═══ SUPPLIED INFORMATION

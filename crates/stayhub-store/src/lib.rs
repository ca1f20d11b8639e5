//! # stayhub-store: Durable Local Storage for StayHub
//!
//! Wishlist, bookings and the last search, kept in a string-keyed JSON store
//! and rehydrated on startup.
//!
//! ## Architecture Position
//! ```text
//! ┌─────────────────────────────────────────────────────────────────────────┐
//! │                        StayHub Data Flow                                │
//! │                                                                         │
//! │  Presentation layer (toggle heart, "Confirm Booking", "Cancel")        │
//! │       │                                                                 │
//! │       ▼                                                                 │
//! │  ┌─────────────────────────────────────────────────────────────────┐   │
//! │  │                  stayhub-store (THIS CRATE)                     │   │
//! │  │                                                                 │   │
//! │  │   ┌───────────────┐    ┌───────────────┐    ┌──────────────┐  │   │
//! │  │   │    StayHub    │    │    Stores     │    │   Storage    │  │   │
//! │  │   │   (hub.rs)    │    │ WishlistStore │    │ (storage.rs) │  │   │
//! │  │   │               │───►│ BookingStore  │───►│ FileStorage  │  │   │
//! │  │   │ StayConfig    │    │ LastSearch    │    │ MemoryStorage│  │   │
//! │  │   └───────────────┘    └───────────────┘    └──────────────┘  │   │
//! │  │                                                                 │   │
//! │  └─────────────────────────────────────────────────────────────────┘   │
//! │       │                                                                 │
//! │       ▼                                                                 │
//! │  ┌─────────────────────────────────────────────────────────────────┐   │
//! │  │   <data_dir>/wishlist.json  myBookings.json  searchData.json    │   │
//! │  └─────────────────────────────────────────────────────────────────┘   │
//! └─────────────────────────────────────────────────────────────────────────┘
//! ```
//!
//! ## Module Organization
//!
//! - [`storage`] - Key-value storage trait and backends
//! - [`persist`] - JSON load/save helpers
//! - [`wishlist`] - Favorited properties
//! - [`booking`] - Booking records
//! - [`search`] - Last submitted search
//! - [`config`] - TOML + environment configuration
//! - [`hub`] - Container wiring the stores together
//! - [`telemetry`] - Logging setup
//! - [`error`] - Store error types
//!
//! ## Usage
//!
//! ```rust
//! use chrono::NaiveDate;
//! use stayhub_core::{Money, Property, StayRequest};
//! use stayhub_store::{MemoryStorage, StayConfig, StayHub};
//!
//! let mut hub = StayHub::open(MemoryStorage::new(), StayConfig::in_memory())?;
//!
//! let property = Property {
//!     id: "3".into(), name: "Lake House".into(), image: "lake.jpg".into(),
//!     price: Money::from_units(4500), location: "Udaipur".into(),
//!     property_type: "Villa".into(), rating: 4.7, reviews: 128,
//!     discount: None, featured: None, original_price: None,
//! };
//! let stay = StayRequest::new(
//!     "Udaipur",
//!     NaiveDate::from_ymd_opt(2024, 3, 15).unwrap(),
//!     NaiveDate::from_ymd_opt(2024, 3, 18).unwrap(),
//! );
//!
//! hub.wishlist_mut().toggle(property.clone())?;
//! let booking = hub.book(&property, &stay)?;
//! hub.bookings_mut().cancel(&booking.booking_id)?;
//! # Ok::<(), stayhub_store::StoreError>(())
//! ```

// =============================================================================
// Module Declarations
// =============================================================================

pub mod booking;
pub mod config;
pub mod error;
pub mod hub;
pub mod persist;
pub mod search;
pub mod storage;
pub mod telemetry;
pub mod wishlist;

// =============================================================================
// Re-exports for Convenience
// =============================================================================

pub use booking::BookingStore;
pub use config::{StayConfig, StorageBackend};
pub use error::{ErrorKind, StoreError, StoreResult};
pub use hub::StayHub;
pub use search::LastSearchStore;
pub use storage::{FileStorage, KeyValueStorage, MemoryStorage, Storage};
pub use telemetry::init_tracing;
pub use wishlist::WishlistStore;
#[cfg(test)]
mod tests {
    use super::test_support::TempDir;
    use super::*;

    #[test]
    fn test_memory_roundtrip() {
        let storage = MemoryStorage::new();
        assert_eq!(storage.get_item("wishlist").unwrap(), None);

        storage.set_item("wishlist", "[]").unwrap();
        assert_eq!(storage.get_item("wishlist").unwrap().as_deref(), Some("[]"));

        storage.remove_item("wishlist").unwrap();
        storage.remove_item("wishlist").unwrap();
        assert!(storage.is_empty());
    }

    #[test]
    fn test_memory_clones_share_state() {
        let storage = MemoryStorage::new();
        let handle = storage.clone();
        storage.set_item("searchData", "{}").unwrap();
        assert_eq!(handle.len(), 1);
    }

    #[test]
    fn test_memory_quota() {
        let storage = MemoryStorage::with_quota(20);
        storage.set_item("a", "0123456789").unwrap();

        let err = storage.set_item("b", "0123456789").unwrap_err();
        assert!(matches!(err, StoreError::QuotaExceeded { limit: 20, .. }));

        // Replacing an existing value only counts the new size.
        storage.set_item("a", "01234567890123456").unwrap();
    }

    #[test]
    fn test_memory_disabled() {
        let storage = MemoryStorage::new();
        storage.set_disabled(true).unwrap();
        assert!(storage.set_item("wishlist", "[]").unwrap_err().is_persistence());
        assert!(storage.get_item("wishlist").is_err());

        storage.set_disabled(false).unwrap();
        storage.set_item("wishlist", "[]").unwrap();
    }

    #[test]
    fn test_file_roundtrip() {
        let tmp = TempDir::new();
        let storage = FileStorage::new(&tmp.0);

        assert_eq!(storage.get_item("myBookings").unwrap(), None);
        storage.set_item("myBookings", r#"[{"bookingId":"BK-1"}]"#).unwrap();
        assert!(tmp.0.join("myBookings.json").exists());

        let reopened = FileStorage::new(&tmp.0);
        assert_eq!(
            reopened.get_item("myBookings").unwrap().as_deref(),
            Some(r#"[{"bookingId":"BK-1"}]"#)
        );

        reopened.remove_item("myBookings").unwrap();
        reopened.remove_item("myBookings").unwrap();
        assert_eq!(storage.get_item("myBookings").unwrap(), None);
    }

    #[test]
    fn test_file_rejects_path_like_keys() {
        let tmp = TempDir::new();
        let storage = FileStorage::new(&tmp.0);
        assert!(storage.set_item("../escape", "x").is_err());
        assert!(storage.get_item("").is_err());
    }

    #[test]
    fn test_file_quota() {
        let tmp = TempDir::new();
        // "wishlist" + 10 value bytes = 18
        let storage = FileStorage::new(&tmp.0).with_quota(30);

        storage.set_item("wishlist", "0123456789").unwrap();
        let err = storage.set_item("myBookings", "0123456789").unwrap_err();
        assert!(matches!(err, StoreError::QuotaExceeded { .. }));
        assert_eq!(storage.get_item("myBookings").unwrap(), None);
    }

    #[test]
    fn test_quota_counts_keys_on_both_backends() {
        let tmp = TempDir::new();
        let backends = [
            Storage::Memory(MemoryStorage::with_quota(20)),
            Storage::File(FileStorage::new(&tmp.0).with_quota(20)),
        ];

        for storage in &backends {
            // 1 key byte + 10 value bytes
            storage.set_item("a", "0123456789").unwrap();

            let err = storage.set_item("b", "0123456789").unwrap_err();
            assert!(
                matches!(err, StoreError::QuotaExceeded { requested: 22, limit: 20, .. }),
                "{:?}",
                storage
            );

            // Exactly at the limit: 11 + 1 + 8
            storage.set_item("b", "01234567").unwrap();
            // Replacing a value only counts its new size.
            storage.set_item("a", "0123456789").unwrap();
        }
    }

    #[test]
    fn test_failed_rename_leaves_no_temp_file() {
        let tmp = TempDir::new();
        let storage = FileStorage::new(&tmp.0);

        // A non-empty directory where the value file belongs.
        let blocker = tmp.0.join("wishlist.json");
        std::fs::create_dir_all(&blocker).unwrap();
        std::fs::write(blocker.join("keep"), "x").unwrap();

        assert!(storage.set_item("wishlist", "[]").is_err());
        assert!(!tmp.0.join(".wishlist.json.tmp").exists());
        assert!(blocker.join("keep").exists());
    }

    #[test]
    fn test_storage_enum_delegates() {
        let memory = MemoryStorage::new();
        let storage = Storage::Memory(memory.clone());
        storage.set_item("wishlist", "[]").unwrap();
        assert_eq!(memory.get_item("wishlist").unwrap().as_deref(), Some("[]"));
    }
}
//! # Pricing
//!
//! Turns a nightly rate, a stay length and a room count into a
//! [`PriceBreakdown`].
//!
//! ## Calculation
//! ```text
//! ┌─────────────────────────────────────────────────────────────────────────┐
//! │  subtotal  = price_per_night × nights × rooms                           │
//! │  discount  = original_per_night × nights × rooms − subtotal   (≥ 0)     │
//! │              only when the listing advertises a discount                │
//! │  taxes     = round(subtotal × 18%)                                      │
//! │  fee       = 299 (flat, per booking)                                    │
//! │  total     = subtotal − discount + taxes + fee                          │
//! └─────────────────────────────────────────────────────────────────────────┘
//! ```
//!
//! Every function here is deterministic: same inputs, same breakdown.

use serde::{Deserialize, Serialize};

use crate::error::{CoreError, CoreResult};
use crate::money::Money;
use crate::types::{PriceBreakdown, Property, StayRequest, TaxRate};
use crate::validation::validate_tax_rate_bps;

/// GST on accommodation, in basis points.
pub const DEFAULT_TAX_RATE_BPS: u32 = 1800;

/// Flat service fee added to every booking.
pub const DEFAULT_SERVICE_FEE: i64 = 299;

// =============================================================================
// Pricing Policy
// =============================================================================

/// Tax rate and service fee applied to every breakdown.
///
/// [`PricingPolicy::default`] is the 18% / ₹299 policy the booking page uses;
/// a host may load a different one from configuration.
#[derive(Debug, Clone, Copy, PartialEq, Eq, Serialize, Deserialize)]
#[serde(rename_all = "camelCase")]
pub struct PricingPolicy {
    pub tax_rate: TaxRate,
    pub service_fee: Money,
}

impl Default for PricingPolicy {
    fn default() -> Self {
        PricingPolicy {
            tax_rate: TaxRate::from_bps(DEFAULT_TAX_RATE_BPS),
            service_fee: Money::from_units(DEFAULT_SERVICE_FEE),
        }
    }
}

impl PricingPolicy {
    /// Creates a policy, rejecting tax rates above 100% and negative fees.
    pub fn new(tax_rate_bps: u32, service_fee: i64) -> CoreResult<Self> {
        validate_tax_rate_bps(tax_rate_bps)?;

        if service_fee < 0 {
            return Err(CoreError::InvalidPrice {
                reason: format!("service fee cannot be negative (got {})", service_fee),
            });
        }

        Ok(PricingPolicy {
            tax_rate: TaxRate::from_bps(tax_rate_bps),
            service_fee: Money::from_units(service_fee),
        })
    }

    /// Computes the breakdown for a stay.
    ///
    /// ## Arguments
    /// * `price_per_night` - current nightly rate
    /// * `nights` - stay length; values below 1 are treated as 1
    /// * `rooms` - room count; values below 1 are treated as 1
    /// * `discount_percent` - the listing's advertised discount (0 = none)
    /// * `original_price_per_night` - pre-discount nightly rate, if known
    ///
    /// ## Example
    /// ```rust
    /// use stayhub_core::money::Money;
    /// use stayhub_core::pricing::PricingPolicy;
    ///
    /// let b = PricingPolicy::default().compute(
    ///     Money::from_units(8999), 3, 1, 20, Some(Money::from_units(11249)),
    /// );
    /// assert_eq!(b.subtotal.units(), 26997);
    /// assert_eq!(b.discount_amount.units(), 6750);
    /// assert_eq!(b.taxes.units(), 4859);
    /// assert_eq!(b.total.units(), 25405);
    /// ```
    pub fn compute(
        &self,
        price_per_night: Money,
        nights: u32,
        rooms: u32,
        discount_percent: u8,
        original_price_per_night: Option<Money>,
    ) -> PriceBreakdown {
        let nights = nights.max(1);
        let rooms = rooms.max(1);

        let subtotal = price_per_night * nights * rooms;

        let discount_amount = match original_price_per_night {
            Some(original) if discount_percent > 0 => {
                (original * nights * rooms - subtotal).non_negative()
            }
            _ => Money::zero(),
        };

        let taxes = subtotal.calculate_tax(self.tax_rate);
        let total = subtotal - discount_amount + taxes + self.service_fee;

        PriceBreakdown {
            nights,
            price_per_night,
            subtotal,
            discount_amount,
            taxes,
            service_fee: self.service_fee,
            total,
        }
    }

    /// Computes the breakdown for `stay` at `property`.
    ///
    /// Nights and rooms come from the stay request; the discount percent and
    /// original price come from the listing.
    pub fn quote(&self, property: &Property, stay: &StayRequest) -> PriceBreakdown {
        self.compute(
            property.price,
            stay.nights(),
            stay.rooms,
            property.discount_percent().unwrap_or(0),
            property.original_price(),
        )
    }
}

/// Computes a breakdown with the default 18% / ₹299 policy.
pub fn compute_breakdown(
    price_per_night: Money,
    nights: u32,
    rooms: u32,
    discount_percent: u8,
    original_price_per_night: Option<Money>,
) -> PriceBreakdown {
    PricingPolicy::default().compute(
        price_per_night,
        nights,
        rooms,
        discount_percent,
        original_price_per_night,
    )
}

/// Quotes `stay` at `property` with the default policy.
pub fn quote(property: &Property, stay: &StayRequest) -> PriceBreakdown {
    PricingPolicy::default().quote(property, stay)
}

// =============================================================================
// Unit Tests
// =============================================================================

══════

INSTRUCTIONS TO FOLLOW -
Could you return exactly the lines above from the line with "inputs, same breakdown." to the line with "use crate::validation::validate_tax_rate_bps;", both included, and nothing else?

EXPECTED ANSWER -
//! Every function here is deterministic: same inputs, same breakdown.

use serde::{Deserialize, Serialize};

use crate::error::{CoreError, CoreResult};
use crate::money::Money;
use crate::types::{PriceBreakdown, Property, StayRequest, TaxRate};
use crate::validation::validate_tax_rate_bps;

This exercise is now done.